Directions for this task -
What follows is a set of records, each of which is to be written out exactly.

START Data to process

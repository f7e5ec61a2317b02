//! Repository fetching: local snapshots of remote repositories.

use std::path::{Path, PathBuf};

use async_trait::async_trait;
use pkgverify_env::{run_bounded, CommandSpec, ProcessError};
use tracing::{debug, info};

use crate::domain::{FetchError, RepositoryReference};

/// A fetched repository tree. Checks only ever read from it.
#[derive(Debug, Clone, PartialEq, Eq)]
pub struct Snapshot {
    root: PathBuf,
}

impl Snapshot {
    pub fn new(root: impl Into<PathBuf>) -> Self {
        Self { root: root.into() }
    }

    pub fn root(&self) -> &Path {
        &self.root
    }

    /// Regular file called exactly `name` at the snapshot root.
    pub fn root_file(&self, name: &str) -> Option<PathBuf> {
        let path = self.root.join(name);
        path.is_file().then_some(path)
    }

    /// Regular file at the root whose name equals `name` ignoring ASCII case.
    /// An exact match wins over case variants.
    pub fn root_file_ignore_case(&self, name: &str) -> Option<PathBuf> {
        if let Some(exact) = self.root_file(name) {
            return Some(exact);
        }
        let entries = std::fs::read_dir(&self.root).ok()?;
        let mut matches: Vec<PathBuf> = entries
            .filter_map(|entry| entry.ok())
            .filter(|entry| entry.file_name().to_string_lossy().eq_ignore_ascii_case(name))
            .map(|entry| entry.path())
            .filter(|path| path.is_file())
            .collect();
        matches.sort();
        matches.into_iter().next()
    }
}

/// Obtains a snapshot of a repository's default branch into `dest`.
#[async_trait]
pub trait RepositoryFetcher: Send + Sync {
    async fn fetch(
        &self,
        reference: &RepositoryReference,
        dest: &Path,
    ) -> Result<Snapshot, FetchError>;
}

/// Shallow `git clone` fetcher.
#[derive(Debug, Clone)]
pub struct GitFetcher {
    /// Git executable.
    pub git: String,

    /// History depth to fetch.
    pub depth: u32,

    /// Bound on the clone, in seconds (0 = unbounded).
    pub timeout_secs: u64,
}

impl Default for GitFetcher {
    fn default() -> Self {
        Self {
            git: "git".to_string(),
            depth: 1,
            timeout_secs: 300,
        }
    }
}

impl GitFetcher {
    pub fn with_timeout(timeout_secs: u64) -> Self {
        Self {
            timeout_secs,
            ..Self::default()
        }
    }

    fn validate(reference: &RepositoryReference) -> Result<(), FetchError> {
        let url = reference.as_str();
        let reason = if url.is_empty() {
            Some("reference is empty")
        } else if url.chars().any(char::is_whitespace) {
            Some("reference contains whitespace")
        } else if url.starts_with('-') {
            Some("reference must not start with '-'")
        } else {
            None
        };
        match reason {
            Some(reason) => Err(FetchError::InvalidReference {
                reference: url.to_string(),
                reason: reason.to_string(),
            }),
            None => Ok(()),
        }
    }
}

#[async_trait]
impl RepositoryFetcher for GitFetcher {
    async fn fetch(
        &self,
        reference: &RepositoryReference,
        dest: &Path,
    ) -> Result<Snapshot, FetchError> {
        Self::validate(reference)?;

        if dest.exists() {
            tokio::fs::remove_dir_all(dest)
                .await
                .map_err(|e| FetchError::Scratch(format!("{}: {e}", dest.display())))?;
        }

        info!(repo = %reference, "Cloning repository");
        let spec = CommandSpec::new(
            [
                self.git.clone(),
                "clone".to_string(),
                "--depth".to_string(),
                self.depth.to_string(),
                "--quiet".to_string(),
                "--".to_string(),
                reference.as_str().to_string(),
                dest.to_string_lossy().to_string(),
            ],
            self.timeout_secs,
        )
        // Private or missing repositories must fail, not wait for credentials.
        .env("GIT_TERMINAL_PROMPT", "0");

        let output = run_bounded(&spec).await.map_err(|e| match e {
            ProcessError::Timeout { limit_secs, .. } => FetchError::Timeout { limit_secs },
            other => FetchError::Spawn(other.to_string()),
        })?;

        if !output.passed() {
            return Err(FetchError::CloneFailed {
                exit_code: output.exit_code,
                output: output.diagnostic_output(),
            });
        }

        debug!(repo = %reference, duration_ms = output.duration_ms, "Clone finished");
        Ok(Snapshot::new(dest))
    }
}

END Data to process

Reply to the exercise -
repository f7e5ec61a2317b02
//! Repository fetching: local snapshots of remote repositories.

use std::path::{Path, PathBuf};

use async_trait::async_trait;
use pkgverify_env::{run_bounded, CommandSpec, ProcessError};
use tracing::{debug, info};

use crate::domain::{FetchError, RepositoryReference};

/// A fetched repository tree. Checks only ever read from it.
#[derive(Debug, Clone, PartialEq, Eq)]
pub struct Snapshot {
    root: PathBuf,
}

impl Snapshot {
    pub fn new(root: impl Into<PathBuf>) -> Self {
        Self { root: root.into() }
    }

    pub fn root(&self) -> &Path {
        &self.root
    }

    /// Regular file called exactly `name` at the snapshot root.
    pub fn root_file(&self, name: &str) -> Option<PathBuf> {
        let path = self.root.join(name);
        path.is_file().then_some(path)
    }

    /// Regular file at the root whose name equals `name` ignoring ASCII case.
    /// An exact match wins over case variants.
    pub fn root_file_ignore_case(&self, name: &str) -> Option<PathBuf> {
        if let Some(exact) = self.root_file(name) {
            return Some(exact);
        }
        let entries = std::fs::read_dir(&self.root).ok()?;
        let mut matches: Vec<PathBuf> = entries
            .filter_map(|entry| entry.ok())
            .filter(|entry| entry.file_name().to_string_lossy().eq_ignore_ascii_case(name))
            .map(|entry| entry.path())
            .filter(|path| path.is_file())
            .collect();
        matches.sort();
        matches.into_iter().next()
    }
}

/// Obtains a snapshot of a repository's default branch into `dest`.
#[async_trait]
pub trait RepositoryFetcher: Send + Sync {
    async fn fetch(
        &self,
        reference: &RepositoryReference,
        dest: &Path,
    ) -> Result<Snapshot, FetchError>;
}

/// Shallow `git clone` fetcher.
#[derive(Debug, Clone)]
pub struct GitFetcher {
    /// Git executable.
    pub git: String,

    /// History depth to fetch.
    pub depth: u32,

    /// Bound on the clone, in seconds (0 = unbounded).
    pub timeout_secs: u64,
}

impl Default for GitFetcher {
    fn default() -> Self {
        Self {
            git: "git".to_string(),
            depth: 1,
            timeout_secs: 300,
        }
    }
}

impl GitFetcher {
    pub fn with_timeout(timeout_secs: u64) -> Self {
        Self {
            timeout_secs,
            ..Self::default()
        }
    }

    fn validate(reference: &RepositoryReference) -> Result<(), FetchError> {
        let url = reference.as_str();
        let reason = if url.is_empty() {
            Some("reference is empty")
        } else if url.chars().any(char::is_whitespace) {
            Some("reference contains whitespace")
        } else if url.starts_with('-') {
            Some("reference must not start with '-'")
        } else {
            None
        };
        match reason {
            Some(reason) => Err(FetchError::InvalidReference {
                reference: url.to_string(),
                reason: reason.to_string(),
            }),
            None => Ok(()),
        }
    }
}

#[async_trait]
impl RepositoryFetcher for GitFetcher {
    async fn fetch(
        &self,
        reference: &RepositoryReference,
        dest: &Path,
    ) -> Result<Snapshot, FetchError> {
        Self::validate(reference)?;

        if dest.exists() {
            tokio::fs::remove_dir_all(dest)
                .await
                .map_err(|e| FetchError::Scratch(format!("{}: {e}", dest.display())))?;
        }

        info!(repo = %reference, "Cloning repository");
        let spec = CommandSpec::new(
            [
                self.git.clone(),
                "clone".to_string(),
                "--depth".to_string(),
                self.depth.to_string(),
                "--quiet".to_string(),
                "--".to_string(),
                reference.as_str().to_string(),
                dest.to_string_lossy().to_string(),
            ],
            self.timeout_secs,
        )
        // Private or missing repositories must fail, not wait for credentials.
        .env("GIT_TERMINAL_PROMPT", "0");

        let output = run_bounded(&spec).await.map_err(|e| match e {
            ProcessError::Timeout { limit_secs, .. } => FetchError::Timeout { limit_secs },
            other => FetchError::Spawn(other.to_string()),
        })?;

        if !output.passed() {
            return Err(FetchError::CloneFailed {
                exit_code: output.exit_code,
                output: output.diagnostic_output(),
            });
        }

        debug!(repo = %reference, duration_ms = output.duration_ms, "Clone finished");
        Ok(Snapshot::new(dest))
    }
}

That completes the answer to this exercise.